◆ **Provided records**
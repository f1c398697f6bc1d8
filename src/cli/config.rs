use anyhow::Result;
use clap::{Args, Subcommand};

use crate::cli::context::CliContext;
use crate::cli::output::{print_structured, OutputFormat};

#[derive(Args, Clone, Debug)]
pub struct ConfigArgs {
    #[command(subcommand)]
    pub action: Option<ConfigAction>,
}

#[derive(Subcommand, Clone, Debug)]
pub enum ConfigAction {
    /// Show current configuration
    Show,

    /// Validate configuration
    Validate,

    /// Print the configuration file path in use
    Path,
}

pub async fn cmd_config(args: ConfigArgs, ctx: &CliContext) -> Result<i32> {
    let path = ctx.config_path();
    match args.action.unwrap_or(ConfigAction::Show) {
        ConfigAction::Show => {
            if matches!(ctx.output(), OutputFormat::Human) {
                println!("# Current configuration ({}):", path.display());
            }
            print_structured(ctx.config(), ctx.output())?;
        }
        ConfigAction::Validate => match ctx.config().validate() {
            Ok(()) => println!("Configuration is valid ({})", path.display()),
            Err(err) => {
                eprintln!("Configuration is invalid ({}): {err}", path.display());
                return Ok(1);
            }
        },
        ConfigAction::Path => println!("{}", path.display()),
    }
    Ok(0)
}
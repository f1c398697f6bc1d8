//! Failure taxonomy for one monitoring cycle.

use cdp_adapter::{AdapterError, AdapterErrorKind};
use thiserror::Error;

pub use cdp_adapter::DriverError;

use crate::config::ConfigError;

#[derive(Clone, Debug, Error, Eq, PartialEq)]
pub enum AuthError {
    #[error("the portal rejected the credentials")]
    InvalidCredentials,
    #[error("authentication timed out")]
    Timeout,
    #[error("the login page needs JavaScript, which the lightweight strategy cannot run")]
    JavaScriptRequired,
    #[error("browser driver unavailable: {0}")]
    DriverUnavailable(String),
    #[error("network error during authentication: {0}")]
    Network(String),
}

impl AuthError {
    pub fn is_transient(&self) -> bool {
        matches!(
            self,
            AuthError::Timeout | AuthError::Network(_) | AuthError::DriverUnavailable(_)
        )
    }
}

#[derive(Clone, Debug, Error, Eq, PartialEq)]
pub enum FetchError {
    #[error("fetch timed out")]
    Timeout,
    #[error("authentication expired")]
    AuthenticationExpired,
    #[error("the portal returned an empty response")]
    ParseableButEmpty,
    #[error("the attendance page is rendered by JavaScript, which the lightweight strategy cannot run")]
    JavaScriptRequired,
    #[error("network error during fetch: {0}")]
    Network(String),
    #[error("unexpected HTTP status {0}")]
    Status(u16),
}

impl FetchError {
    pub fn is_transient(&self) -> bool {
        matches!(
            self,
            FetchError::Timeout
                | FetchError::Network(_)
                | FetchError::Status(_)
                | FetchError::ParseableButEmpty
        )
    }
}

#[derive(Clone, Debug, Error, Eq, PartialEq)]
pub enum ParseError {
    #[error("attendance table structure missing: {reason}")]
    StructureMissing { reason: String },
}

impl ParseError {
    pub fn missing(reason: impl Into<String>) -> Self {
        ParseError::StructureMissing {
            reason: reason.into(),
        }
    }
}

/// Failures while building a session strategy, before any cycle runs.
#[derive(Debug, Error)]
pub enum SetupError {
    #[error(transparent)]
    Config(#[from] ConfigError),
    #[error("failed to build HTTP client: {0}")]
    HttpClient(#[from] reqwest::Error),
}

/// Why a cycle failed, as reported to the operator.
#[derive(Clone, Debug, Error, Eq, PartialEq)]
pub enum CycleError {
    #[error(transparent)]
    Driver(#[from] DriverError),
    #[error(transparent)]
    Auth(#[from] AuthError),
    #[error(transparent)]
    Fetch(#[from] FetchError),
    #[error(transparent)]
    Parse(#[from] ParseError),
    /// Parse failures seen on enough consecutive cycles to indicate a site change.
    #[error("{source} ({consecutive} consecutive cycles)")]
    RepeatedParse {
        source: ParseError,
        consecutive: u32,
    },
}

impl CycleError {
    /// Stable snake-case label used in reports.
    pub fn kind(&self) -> &'static str {
        match self {
            CycleError::Driver(DriverError::NotFound { .. }) => "driver_not_found",
            CycleError::Driver(DriverError::VersionMismatch { .. }) => "driver_version_mismatch",
            CycleError::Auth(AuthError::InvalidCredentials) => "invalid_credentials",
            CycleError::Auth(AuthError::Timeout) => "auth_timeout",
            CycleError::Auth(AuthError::JavaScriptRequired) => "javascript_required",
            CycleError::Auth(AuthError::DriverUnavailable(_)) => "driver_unavailable",
            CycleError::Auth(AuthError::Network(_)) => "auth_network",
            CycleError::Fetch(FetchError::Timeout) => "fetch_timeout",
            CycleError::Fetch(FetchError::AuthenticationExpired) => "authentication_expired",
            CycleError::Fetch(FetchError::ParseableButEmpty) => "empty_response",
            CycleError::Fetch(FetchError::JavaScriptRequired) => "javascript_required",
            CycleError::Fetch(FetchError::Network(_)) => "fetch_network",
            CycleError::Fetch(FetchError::Status(_)) => "http_status",
            CycleError::Parse(_) => "structure_missing",
            CycleError::RepeatedParse { .. } => "structure_changed",
        }
    }

    /// Fatal failures stop the monitor loop.
    pub fn is_fatal(&self) -> bool {
        matches!(
            self,
            CycleError::Driver(_)
                | CycleError::Auth(AuthError::InvalidCredentials)
                | CycleError::Auth(AuthError::JavaScriptRequired)
                | CycleError::Fetch(FetchError::JavaScriptRequired)
                | CycleError::RepeatedParse { .. }
        )
    }

    /// Failures worth retrying inside the same cycle.
    pub fn is_transient(&self) -> bool {
        match self {
            CycleError::Auth(err) => err.is_transient(),
            CycleError::Fetch(err) => err.is_transient(),
            _ => false,
        }
    }

    /// Operator-facing recommendation, when there is one.
    pub fn hint(&self) -> Option<&'static str> {
        match self {
            CycleError::Driver(DriverError::NotFound { .. }) => Some(
                "install Chromium or pass --driver-path pointing at the browser executable",
            ),
            CycleError::Driver(DriverError::VersionMismatch { .. }) => Some(
                "install a browser matching browser.expected_major, or update that setting; run `attendance-monitor doctor` to inspect",
            ),
            CycleError::Auth(AuthError::InvalidCredentials) => {
                Some("check the identifier and secret; CAPTCHA or multi-factor logins are not supported")
            }
            CycleError::Auth(AuthError::JavaScriptRequired)
            | CycleError::Fetch(FetchError::JavaScriptRequired) => {
                Some("switch to the browser strategy: --strategy browser")
            }
            CycleError::Auth(AuthError::DriverUnavailable(_)) => {
                Some("the browser failed to start; try --show-browser to see why")
            }
            CycleError::Parse(_) | CycleError::RepeatedParse { .. } => {
                Some("the portal layout may have changed; review portal.table_selectors")
            }
            _ => None,
        }
    }
}

/// Maps a page-driver failure raised while authenticating.
pub fn auth_from_adapter(err: AdapterError) -> CycleError {
    match err.kind {
        AdapterErrorKind::VersionMismatch => CycleError::Driver(DriverError::VersionMismatch {
            found: err.hint.unwrap_or_else(|| "unknown".to_string()),
            expected: "a compatible browser".to_string(),
        }),
        AdapterErrorKind::Launch | AdapterErrorKind::Internal => {
            CycleError::Auth(AuthError::DriverUnavailable(err.to_string()))
        }
        AdapterErrorKind::NavTimeout | AdapterErrorKind::WaitTimeout => {
            CycleError::Auth(AuthError::Timeout)
        }
        AdapterErrorKind::TargetNotFound | AdapterErrorKind::CdpIo => {
            CycleError::Auth(AuthError::Network(err.to_string()))
        }
    }
}

/// Maps a page-driver failure raised while fetching.
pub fn fetch_from_adapter(err: AdapterError) -> FetchError {
    if err.is_timeout() {
        FetchError::Timeout
    } else {
        FetchError::Network(err.to_string())
    }
}
use clap::Subcommand;

use super::config::ConfigArgs;
use super::doctor::DoctorArgs;
use super::run::RunArgs;

#[derive(Subcommand, Clone)]
pub enum Commands {
    /// Check the attendance portal once or keep monitoring it
    Run(RunArgs),

    /// Locate the browser driver and report what was found
    Doctor(DoctorArgs),

    /// Show or validate the resolved configuration
    Config(ConfigArgs),
}
//! Session strategies.
//!
//! A strategy turns [`Credentials`] into an [`AuthenticatedSession`] that can
//! fetch portal pages. The monitor only sees these traits.

mod browser;
mod lightweight;

use std::fmt;

use async_trait::async_trait;
use attendance_core_types::{Credentials, SessionId, Strategy};
use url::Url;

use crate::errors::{CycleError, FetchError};

pub use browser::BrowserAutomationStrategy;
pub use lightweight::LightweightStrategy;

/// What a session is asked to fetch.
#[derive(Clone, Debug, PartialEq, Eq)]
pub enum FetchTarget {
    /// The HTML attendance page.
    Page(Url),
    /// The DataTables JSON endpoint behind the page.
    DataTable(Url),
}

impl FetchTarget {
    pub fn url(&self) -> &Url {
        match self {
            FetchTarget::Page(url) | FetchTarget::DataTable(url) => url,
        }
    }
}

impl fmt::Display for FetchTarget {
    fn fmt(&self, f: &mut fmt::Formatter<'_>) -> fmt::Result {
        match self {
            FetchTarget::Page(url) => write!(f, "page {url}"),
            FetchTarget::DataTable(url) => write!(f, "data table {url}"),
        }
    }
}

#[derive(Clone, Copy, Debug, PartialEq, Eq)]
pub enum PageOrigin {
    Http,
    Rendered,
}

/// A fetched document.
#[derive(Clone, Debug, PartialEq, Eq)]
pub struct RawPage {
    pub url: String,
    pub status: Option<u16>,
    pub content_type: Option<String>,
    pub body: String,
    pub origin: PageOrigin,
}

impl RawPage {
    pub fn html(url: impl Into<String>, body: impl Into<String>) -> Self {
        Self {
            url: url.into(),
            status: Some(200),
            content_type: Some("text/html".to_string()),
            body: body.into(),
            origin: PageOrigin::Http,
        }
    }

    pub fn is_json(&self) -> bool {
        match self.content_type.as_deref() {
            Some(ct) => ct.to_ascii_lowercase().contains("json"),
            None => matches!(self.body.trim_start().chars().next(), Some('{') | Some('[')),
        }
    }
}

#[async_trait]
pub trait SessionStrategy: Send + Sync {
    fn kind(&self) -> Strategy;

    /// Checks that whatever the strategy needs locally is still present.
    async fn preflight(&self) -> Result<(), CycleError>;

    async fn authenticate(
        &self,
        credentials: &Credentials,
    ) -> Result<Box<dyn AuthenticatedSession>, CycleError>;
}

#[async_trait]
pub trait AuthenticatedSession: Send {
    fn id(&self) -> &SessionId;

    async fn fetch(&mut self, target: &FetchTarget) -> Result<RawPage, FetchError>;

    /// Releases everything the session holds. Safe to call twice.
    async fn close(&mut self);
}

/// True when `url` is the login page itself, ignoring query and fragment.
pub(crate) fn is_login_url(url: &Url, login: &Url) -> bool {
    url.host_str() == login.host_str()
        && url.path().trim_end_matches('/').eq_ignore_ascii_case(login.path().trim_end_matches('/'))
}
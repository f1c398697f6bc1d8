pub mod app;
pub mod commands;
pub mod config;
pub mod context;
pub mod credentials;
pub mod dispatch;
pub mod doctor;
pub mod env;
pub mod output;
pub mod run;
pub mod runtime;

pub use config::{cmd_config, ConfigArgs};
pub use doctor::{cmd_doctor, DoctorArgs};
pub use run::{cmd_run, RunArgs};
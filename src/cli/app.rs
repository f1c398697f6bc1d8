use anyhow::Result;
use clap::Parser;
use tracing::{debug, error, info};

use super::context::CliContext;
use super::dispatch::dispatch;
use super::env::CliArgs;
use super::output::OutputFormat;
use super::runtime::{init_logging, load_config, load_local_env_overrides, LoadedConfig};

/// Parses the command line, runs the command and returns the exit status.
pub async fn run() -> Result<i32> {
    load_local_env_overrides();
    let cli = CliArgs::parse();

    let log = init_logging(
        &cli.log_level,
        cli.wants_debug(),
        matches!(cli.output, OutputFormat::Json),
    )?;

    info!("Starting attendance-monitor v{}", env!("CARGO_PKG_VERSION"));

    let LoadedConfig { config, path } = load_config(cli.config.as_ref()).await?;
    if config.verbose && !cli.wants_debug() {
        log.raise_to_debug()?;
        debug!("verbose logging enabled by configuration");
    }
    let cli_context = CliContext::new(config, path, cli.output);

    match dispatch(&cli, &cli_context).await {
        Ok(code) => {
            info!(code, "Command finished");
            Ok(code)
        }
        Err(err) => {
            error!("Command failed: {:#}", err);
            Err(err)
        }
    }
}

◆ **Task to complete**
Send back exactly the lines of the listing above starting at the one with "pub enum Commands" and ending at the one with "impl fmt::Display for", inclusive, and no others.

◆ **Task answer**
pub enum Commands {
    /// Check the attendance portal once or keep monitoring it
    Run(RunArgs),

    /// Locate the browser driver and report what was found
    Doctor(DoctorArgs),

    /// Show or validate the resolved configuration
    Config(ConfigArgs),
}
//! Session strategies.
//!
//! A strategy turns [`Credentials`] into an [`AuthenticatedSession`] that can
//! fetch portal pages. The monitor only sees these traits.

mod browser;
mod lightweight;

use std::fmt;

use async_trait::async_trait;
use attendance_core_types::{Credentials, SessionId, Strategy};
use url::Url;

use crate::errors::{CycleError, FetchError};

pub use browser::BrowserAutomationStrategy;
pub use lightweight::LightweightStrategy;

/// What a session is asked to fetch.
#[derive(Clone, Debug, PartialEq, Eq)]
pub enum FetchTarget {
    /// The HTML attendance page.
    Page(Url),
    /// The DataTables JSON endpoint behind the page.
    DataTable(Url),
}

impl FetchTarget {
    pub fn url(&self) -> &Url {
        match self {
            FetchTarget::Page(url) | FetchTarget::DataTable(url) => url,
        }
    }
}

impl fmt::Display for FetchTarget {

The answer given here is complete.